The school system is designed to keep people poor and mediocre. It was never designed so you could become rich and live a life full of prosperity. It was designed to raise employees that are obedient and never dream big. And if you want to change that programming, you'd better watch until the end of the video because no one is coming to save you.

Okay, here are 15 money secrets they don't teach you in school. Welcome to a Lux. Money loses value over time. Money has three important attributes: a medium of exchange, a unit of account, and the most important one, a store of value. Let's explain each of these in a short sentence.

So medium exchange means that money has to be fluid and easy to exchange for goods and services. The unit of account aspect helps people to identify how much a thing costs compared to another thing. But why would people accept to trade banknotes for goods and services instead of seashells, for example? Well, because of the third attribute: money must also be a good store of value, which means it keeps its worth over time, so you can save and spend it later.

And we all know that the third attribute isn't really present anymore, and the cost of that is high inflation. So, for example, if in 2022 the price you paid for a dozen eggs was $2.86, in 2023 you're actually paying $3.27—a fourteen percent increase. If you look at this table which tracks the price of eggs from 1980, well, things look even worse. Now, some will tell you the average salary has also increased over time, which is a fair argument, but that does not solve the store of value dilemma.

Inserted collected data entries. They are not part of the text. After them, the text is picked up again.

use crate::{error::FailureCause, names::conversion_function_name};
use convgen_schema::types::{TypeKey, TypeRef};

/// A (source, destination) composite pair; the unit of deduplication.
pub type TypePair = (TypeKey, TypeKey);

///
/// ConversionPlan
///
/// Ordered field operations for one function body. Built once, never
/// mutated; regeneration builds a new plan.
///

#[derive(Clone, Debug, Eq, PartialEq)]
pub struct ConversionPlan {
    source: TypeKey,
    destination: TypeKey,
    operations: Vec<FieldOperation>,
}

impl ConversionPlan {
    pub(crate) const fn new(
        source: TypeKey,
        destination: TypeKey,
        operations: Vec<FieldOperation>,
    ) -> Self {
        Self {
            source,
            destination,
            operations,
        }
    }

    #[must_use]
    pub const fn source(&self) -> &TypeKey {
        &self.source
    }

    #[must_use]
    pub const fn destination(&self) -> &TypeKey {
        &self.destination
    }

    #[must_use]
    pub fn operations(&self) -> &[FieldOperation] {
        &self.operations
    }

    #[must_use]
    pub fn function_name(&self) -> String {
        conversion_function_name(&self.source, &self.destination)
    }

    /// No field was skipped; the plan can be emitted.
    #[must_use]
    pub fn is_complete(&self) -> bool {
        self.skipped().next().is_none()
    }

    /// Skipped fields with their causes, in plan order.
    pub fn skipped(&self) -> impl Iterator<Item = (&str, &FailureCause)> {
        self.operations.iter().filter_map(|op| match op {
            FieldOperation::Skip { field, cause } => Some((field.as_str(), cause)),
            _ => None,
        })
    }

    /// Generated pairs this plan calls into, in field order.
    #[must_use]
    pub fn nested_pairs(&self) -> Vec<TypePair> {
        let mut pairs = Vec::new();
        for op in &self.operations {
            if let FieldOperation::RecursiveCall { conversion, .. } = op {
                conversion.collect_pairs(&mut pairs);
            }
        }

        pairs
    }
}

///
/// FieldOperation
///

#[derive(Clone, Debug, Eq, PartialEq)]
pub enum FieldOperation {
    /// Identical types on both sides; `copy` when a plain assignment will do.
    DirectAssign { field: String, copy: bool },

    /// Composite conversion, possibly through `Option`/`Vec`/`Map` wrappers.
    /// `function` is the innermost function called.
    RecursiveCall {
        field: String,
        function: String,
        conversion: Conversion,
    },

    /// A hand-written function covers the field's exact type pair.
    ManualDelegate { field: String, function: String },

    /// The field could not be matched; the plan is unusable.
    Skip { field: String, cause: FailureCause },
}

impl FieldOperation {
    #[must_use]
    pub fn field(&self) -> &str {
        match self {
            Self::DirectAssign { field, .. }
            | Self::RecursiveCall { field, .. }
            | Self::ManualDelegate { field, .. }
            | Self::Skip { field, .. } => field,
        }
    }
}

///
/// Conversion
///
/// Shape of a recursive field conversion. Wrappers are peeled in lockstep on
/// both sides until a composite pair (or an overridden pair) is reached.
///

#[derive(Clone, Debug, Eq, PartialEq)]
pub enum Conversion {
    Call {
        function: String,
        from: TypeRef,
        to: TypeRef,
        manual: bool,
    },
    Option(Box<Self>),
    List(Box<Self>),
    /// Keys are identical and cloned; values are converted.
    Map(Box<Self>),
}

impl Conversion {
    /// Name of the innermost function this conversion calls.
    #[must_use]
    pub fn function(&self) -> &str {
        match self {
            Self::Call { function, .. } => function,
            Self::Option(inner) | Self::List(inner) | Self::Map(inner) => inner.function(),
        }
    }

    fn collect_pairs(&self, pairs: &mut Vec<TypePair>) {
        match self {
            Self::Call {
                from: TypeRef::Named(from),
                to: TypeRef::Named(to),
                manual: false,
                ..
            } => pairs.push((from.clone(), to.clone())),
            Self::Call { .. } => {}
            Self::Option(inner) | Self::List(inner) | Self::Map(inner) => {
                inner.collect_pairs(pairs);
            }
        }
    }
}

So if decades ago saving money was an option for retirement, now this strategy will only make you poor. And this leads smoothly onto our next point: saving makes you poor. Money is a tool.

Okay, it's not a trophy. If you're simply stashing it away in a savings account, you're treating it like a shiny object to be admired from afar when really it should be on the playing field scoring points for your team. Allow us to explain. So with savings, yes, you're preserving your money and maybe even getting a tiny bit of interest from the bank. However, it's hardly enough to beat inflation, which eats away at the value of your money year after year.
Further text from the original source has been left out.